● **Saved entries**
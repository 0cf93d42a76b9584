use std::path::Path;

use serde::Deserialize;

use crate::error::{CensusError, Result};

pub const DEFAULT_CONFIG_FILE: &str = ".comment-census.toml";

/// Optional TOML configuration declaring extra languages.
///
/// ```toml
/// [[language]]
/// name = "Velocity"
/// extensions = ["vm"]
/// single_line = ['##']
/// block = [{ begin = '#\*', end = '\*#' }]
/// ```
#[derive(Debug, Clone, Default, Deserialize, PartialEq, Eq)]
pub struct Config {
    #[serde(default)]
    pub language: Vec<LanguageConfig>,
}

/// A user-defined language entry. Patterns are regex fragments; validity is
/// checked when profiles are built, before any file is scanned.
#[derive(Debug, Clone, Deserialize, PartialEq, Eq)]
pub struct LanguageConfig {
    pub name: String,
    pub extensions: Vec<String>,
    #[serde(default)]
    pub single_line: Vec<String>,
    #[serde(default)]
    pub block: Vec<BlockConfig>,
}

#[derive(Debug, Clone, Deserialize, PartialEq, Eq)]
pub struct BlockConfig {
    pub begin: String,
    pub end: String,
}

impl Config {
    /// Parse a configuration file.
    ///
    /// # Errors
    /// Returns an error if the file cannot be read or is not valid TOML.
    pub fn load(path: &Path) -> Result<Self> {
        let content = std::fs::read_to_string(path).map_err(|e| CensusError::FileRead {
            path: path.to_path_buf(),
            source: e,
        })?;
        Ok(toml::from_str(&content)?)
    }

    /// Resolve the effective configuration.
    ///
    /// An explicit path must exist; the default file is loaded only when
    /// present, otherwise an empty configuration applies.
    ///
    /// # Errors
    /// Returns an error if an explicitly given path cannot be read, or if
    /// either file fails to parse.
    pub fn load_or_default(explicit: Option<&Path>) -> Result<Self> {
        match explicit {
            Some(path) => Self::load(path),
            None => {
                let default = Path::new(DEFAULT_CONFIG_FILE);
                if default.is_file() {
                    Self::load(default)
                } else {
                    Ok(Self::default())
                }
            }
        }
    }
}

#[cfg(test)]
#[path = "config_tests.rs"]
mod tests;
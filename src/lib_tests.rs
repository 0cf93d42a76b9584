use super::*;

#[test]
fn exit_codes_are_distinct() {
    assert_ne!(EXIT_SUCCESS, EXIT_RUNTIME_ERROR);
    assert_ne!(EXIT_SUCCESS, EXIT_CONFIG_ERROR);
    assert_ne!(EXIT_RUNTIME_ERROR, EXIT_CONFIG_ERROR);
}
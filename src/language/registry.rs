use std::collections::HashMap;

use crate::config::Config;
use crate::error::Result;

use super::PatternProfile;

/// Builtin language table: name, extensions, single-line markers, block
/// delimiter pairs. Markers are regex fragments; anchoring is applied when
/// profiles are compiled.
const BUILTIN_LANGUAGES: &[(&str, &[&str], &[&str], &[(&str, &str)])] = &[
    ("Rust", &["rs"], &["//"], &[(r"/\*", r"\*/")]),
    ("C", &["c", "h"], &["//"], &[(r"/\*", r"\*/")]),
    (
        "C++",
        &["cpp", "hpp", "cc", "cxx", "hxx"],
        &["//"],
        &[(r"/\*", r"\*/")],
    ),
    ("Go", &["go"], &["//"], &[(r"/\*", r"\*/")]),
    ("Java", &["java"], &["//"], &[(r"/\*", r"\*/")]),
    (
        "JavaScript",
        &["js", "mjs", "cjs"],
        &["//"],
        &[(r"/\*", r"\*/")],
    ),
    (
        "TypeScript",
        &["ts", "mts", "cts", "tsx"],
        &["//"],
        &[(r"/\*", r"\*/")],
    ),
    (
        "Python",
        &["py", "pyi"],
        &["#"],
        &[("'''", "'''"), ("\"\"\"", "\"\"\"")],
    ),
    ("Ruby", &["rb"], &["#"], &[("=begin", "=end")]),
    ("Shell", &["sh", "bash", "zsh"], &["#"], &[]),
    ("Lua", &["lua"], &["--"], &[(r"--\[\[", r"\]\]")]),
    ("SQL", &["sql"], &["--"], &[(r"/\*", r"\*/")]),
    ("Haskell", &["hs"], &["--"], &[(r"\{-", r"-\}")]),
    ("HTML", &["html", "htm"], &[], &[("<!--", "-->")]),
    ("CSS", &["css"], &[], &[(r"/\*", r"\*/")]),
    ("YAML", &["yaml", "yml"], &["#"], &[]),
    ("TOML", &["toml"], &["#"], &[]),
];

/// Maps file extensions to the comment-syntax profile used to scan them.
#[derive(Debug, Default)]
pub struct ProfileRegistry {
    profiles: Vec<PatternProfile>,
    extension_map: HashMap<String, usize>,
}

impl ProfileRegistry {
    #[must_use]
    pub fn new() -> Self {
        Self::default()
    }

    /// Registry preloaded with the builtin language table.
    ///
    /// # Errors
    /// Returns a configuration error if a builtin pattern fails to compile.
    pub fn builtin() -> Result<Self> {
        let mut registry = Self::new();
        for &(name, extensions, single_line, blocks) in BUILTIN_LANGUAGES {
            registry.register(PatternProfile::new(
                name,
                extensions.to_vec(),
                single_line.to_vec(),
                blocks.to_vec(),
            )?);
        }
        Ok(registry)
    }

    /// Builtin table extended with user-defined languages from the config
    /// file. User entries shadow builtin ones on extension collision.
    ///
    /// # Errors
    /// Returns a configuration error if any pattern fails to compile.
    pub fn with_config(config: &Config) -> Result<Self> {
        let mut registry = Self::builtin()?;
        for language in &config.language {
            registry.register(PatternProfile::from_config(language)?);
        }
        Ok(registry)
    }

    pub fn register(&mut self, profile: PatternProfile) {
        let idx = self.profiles.len();
        for ext in profile.extensions() {
            self.extension_map.insert(ext.clone(), idx);
        }
        self.profiles.push(profile);
    }

    #[must_use]
    pub fn get_by_extension(&self, ext: &str) -> Option<&PatternProfile> {
        self.extension_map.get(ext).map(|&idx| &self.profiles[idx])
    }

    #[must_use]
    pub fn all(&self) -> &[PatternProfile] {
        &self.profiles
    }
}

#[cfg(test)]
#[path = "registry_tests.rs"]
mod tests;
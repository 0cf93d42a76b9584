use std::fs::{self, File};
use std::io::BufReader;
use std::path::Path;

use rayon::prelude::*;

use crate::EXIT_SUCCESS;
use crate::aggregate::{FileReport, RunTotals};
use crate::classify::{FileScanner, ScanCounters, classify_reader};
use crate::cli::Cli;
use crate::config::Config;
use crate::error::Result;
use crate::language::ProfileRegistry;
use crate::output::{JsonFormatter, OutputFormat, ReportFormatter, TextFormatter};
use crate::walk::{DirectoryWalker, GlobFilter};

/// File size threshold for streaming reads (10 MB)
const LARGE_FILE_THRESHOLD: u64 = 10 * 1024 * 1024;

/// Run one scan: discover files, classify them, report totals.
///
/// # Errors
/// Returns an error for configuration problems (bad patterns, bad globs,
/// unreadable config) and for failures writing the report. Unreadable
/// source files are warned about and skipped; the scan continues.
pub fn run(cli: &Cli) -> Result<i32> {
    let config = Config::load_or_default(cli.config.as_deref())?;
    let registry = ProfileRegistry::with_config(&config)?;

    let filter = GlobFilter::new(cli.ext.clone().unwrap_or_default(), &cli.exclude)?;
    let walker = DirectoryWalker::new(filter);
    let files = walker.collect_files(&cli.paths)?;

    // Per-file scans share no state, so files fan out across threads; the
    // debug trace stays sequential to keep stderr readable.
    let reports: Vec<FileReport> = if cli.debug {
        files
            .iter()
            .filter_map(|path| scan_file_traced(path, &registry))
            .collect()
    } else {
        files
            .par_iter()
            .filter_map(|path| scan_file(path, &registry))
            .collect()
    };

    let totals = RunTotals::from_reports(&reports);

    let formatter: Box<dyn ReportFormatter> = match cli.format {
        OutputFormat::Text => Box::new(TextFormatter::new(!cli.quiet)),
        OutputFormat::Json => Box::new(JsonFormatter),
    };
    let output = formatter.format(&reports, &totals)?;
    write_output(cli.output.as_deref(), &output)?;

    Ok(EXIT_SUCCESS)
}

fn extension(path: &Path) -> Option<&str> {
    path.extension().and_then(|ext| ext.to_str())
}

fn scan_file(path: &Path, registry: &ProfileRegistry) -> Option<FileReport> {
    let profile = registry.get_by_extension(extension(path)?)?;

    let counters = match count_lines(path, profile) {
        Ok(counters) => counters,
        Err(e) => {
            eprintln!("Warning: skipping {}: {e}", path.display());
            return None;
        }
    };

    Some(FileReport {
        path: path.to_path_buf(),
        language: profile.name().to_string(),
        counters,
    })
}

fn count_lines(
    path: &Path,
    profile: &crate::language::PatternProfile,
) -> std::io::Result<ScanCounters> {
    let metadata = fs::metadata(path)?;
    if metadata.len() >= LARGE_FILE_THRESHOLD {
        classify_reader(BufReader::new(File::open(path)?), profile)
    } else {
        let content = fs::read_to_string(path)?;
        let mut scanner = FileScanner::new(profile);
        for line in content.lines() {
            scanner.push_line(line);
        }
        Ok(scanner.finish())
    }
}

/// Sequential scan that prints every line's classification tag to stderr.
fn scan_file_traced(path: &Path, registry: &ProfileRegistry) -> Option<FileReport> {
    let profile = registry.get_by_extension(extension(path)?)?;

    let content = match fs::read_to_string(path) {
        Ok(content) => content,
        Err(e) => {
            eprintln!("Warning: skipping {}: {e}", path.display());
            return None;
        }
    };

    let mut scanner = FileScanner::new(profile);
    for (idx, line) in content.lines().enumerate() {
        let class = scanner.push_line(line);
        eprintln!("{}:{}: {:<12} {line}", path.display(), idx + 1, class.tag());
    }

    Some(FileReport {
        path: path.to_path_buf(),
        language: profile.name().to_string(),
        counters: scanner.finish(),
    })
}

fn write_output(target: Option<&Path>, output: &str) -> Result<()> {
    match target {
        Some(path) => Ok(fs::write(path, format!("{output}\n"))?),
        None => {
            println!("{output}");
            Ok(())
        }
    }
}

#[cfg(test)]
#[path = "commands_tests.rs"]
mod tests;
#![allow(dead_code)]

use std::fs;
use std::path::Path;

use tempfile::TempDir;

/// Creates an `assert_cmd` Command for the comment-census binary.
#[macro_export]
macro_rules! comment_census {
    () => {
        assert_cmd::Command::new(assert_cmd::cargo::cargo_bin!("comment-census"))
    };
}

/// Creates a temporary directory with test fixtures for integration tests.
pub struct TestFixture {
    pub dir: TempDir,
}

impl TestFixture {
    /// Creates a new test fixture with an empty temp directory.
    pub fn new() -> Self {
        Self {
            dir: TempDir::new().expect("Failed to create temp directory"),
        }
    }

    /// Creates a file with the given content in the temp directory.
    pub fn create_file(&self, relative_path: &str, content: &str) {
        let path = self.dir.path().join(relative_path);
        if let Some(parent) = path.parent() {
            fs::create_dir_all(parent).expect("Failed to create parent directories");
        }
        fs::write(&path, content).expect("Failed to write file");
    }

    /// Creates a directory in the temp directory.
    pub fn create_dir(&self, relative_path: &str) {
        let path = self.dir.path().join(relative_path);
        fs::create_dir_all(&path).expect("Failed to create directory");
    }

    /// Returns the path to the temp directory.
    pub fn path(&self) -> &Path {
        self.dir.path()
    }

    /// Creates a comment-census config file.
    pub fn create_config(&self, content: &str) {
        self.create_file(".comment-census.toml", content);
    }
}
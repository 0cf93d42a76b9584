use std::path::PathBuf;

use clap::Parser;

use crate::output::OutputFormat;

#[derive(Parser, Debug)]
#[command(name = "comment-census")]
#[command(author, version, about = "Measure comment density across a codebase")]
#[command(long_about = "Classifies every non-blank line of source text as commented or \
    uncommented and reports run-wide totals.\n\n\
    Exit codes:\n  \
    0 - Scan completed\n  \
    1 - Runtime error\n  \
    2 - Configuration error")]
pub struct Cli {
    /// Paths to scan (files or directories)
    #[arg(default_value = ".")]
    pub paths: Vec<PathBuf>,

    /// Path to configuration file
    #[arg(short, long)]
    pub config: Option<PathBuf>,

    /// File extensions to include (comma-separated, e.g., rs,go,py)
    #[arg(long, value_delimiter = ',')]
    pub ext: Option<Vec<String>>,

    /// Exclude patterns (glob syntax, can be specified multiple times)
    #[arg(long, short = 'x')]
    pub exclude: Vec<String>,

    /// Output format [possible values: text, json]
    #[arg(short, long, default_value = "text")]
    pub format: OutputFormat,

    /// Write output to file instead of stdout
    #[arg(short, long)]
    pub output: Option<PathBuf>,

    /// Print a per-line classification trace to stderr
    #[arg(long)]
    pub debug: bool,

    /// Suppress per-file rows in text output
    #[arg(short, long)]
    pub quiet: bool,
}

#[cfg(test)]
#[path = "cli_tests.rs"]
mod tests;
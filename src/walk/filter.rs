use std::path::Path;

use globset::{Glob, GlobSet, GlobSetBuilder};

use crate::error::{CensusError, Result};

pub trait FileFilter {
    fn should_include(&self, path: &Path) -> bool;
}

/// Decides which discovered files enter the scan: an extension allowlist
/// (from `--ext`) combined with exclusion globs (from `-x`).
///
/// An empty allowlist admits every extension; files whose extension has no
/// registered profile are dropped later, at registry lookup. Exclusion
/// always wins over an allowlist match.
#[derive(Debug)]
pub struct GlobFilter {
    extensions: Vec<String>,
    exclude_patterns: GlobSet,
}

impl GlobFilter {
    /// # Errors
    /// Returns a configuration error if an exclude pattern is not valid
    /// glob syntax.
    pub fn new(extensions: Vec<String>, exclude_patterns: &[String]) -> Result<Self> {
        Ok(Self {
            extensions,
            exclude_patterns: build_exclude_set(exclude_patterns)?,
        })
    }

    fn has_allowed_extension(&self, path: &Path) -> bool {
        if self.extensions.is_empty() {
            return true;
        }

        path.extension()
            .and_then(|ext| ext.to_str())
            .is_some_and(|ext| self.extensions.iter().any(|e| e == ext))
    }

    fn is_excluded(&self, path: &Path) -> bool {
        self.exclude_patterns.is_match(path)
    }
}

impl FileFilter for GlobFilter {
    fn should_include(&self, path: &Path) -> bool {
        self.has_allowed_extension(path) && !self.is_excluded(path)
    }
}

fn build_exclude_set(patterns: &[String]) -> Result<GlobSet> {
    let mut builder = GlobSetBuilder::new();
    for pattern in patterns {
        let glob = Glob::new(pattern).map_err(|e| CensusError::InvalidGlob {
            pattern: pattern.clone(),
            source: e,
        })?;
        builder.add(glob);
    }
    builder.build().map_err(|e| CensusError::InvalidGlob {
        pattern: "combined patterns".to_string(),
        source: e,
    })
}

#[cfg(test)]
#[path = "filter_tests.rs"]
mod tests;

● **PROBLEM TO SOLVE**
Pull out all lines containing the word "Parser" from the entries above.

● **PROBLEM SOLUTION**
use clap::Parser;
#[derive(Parser, Debug)]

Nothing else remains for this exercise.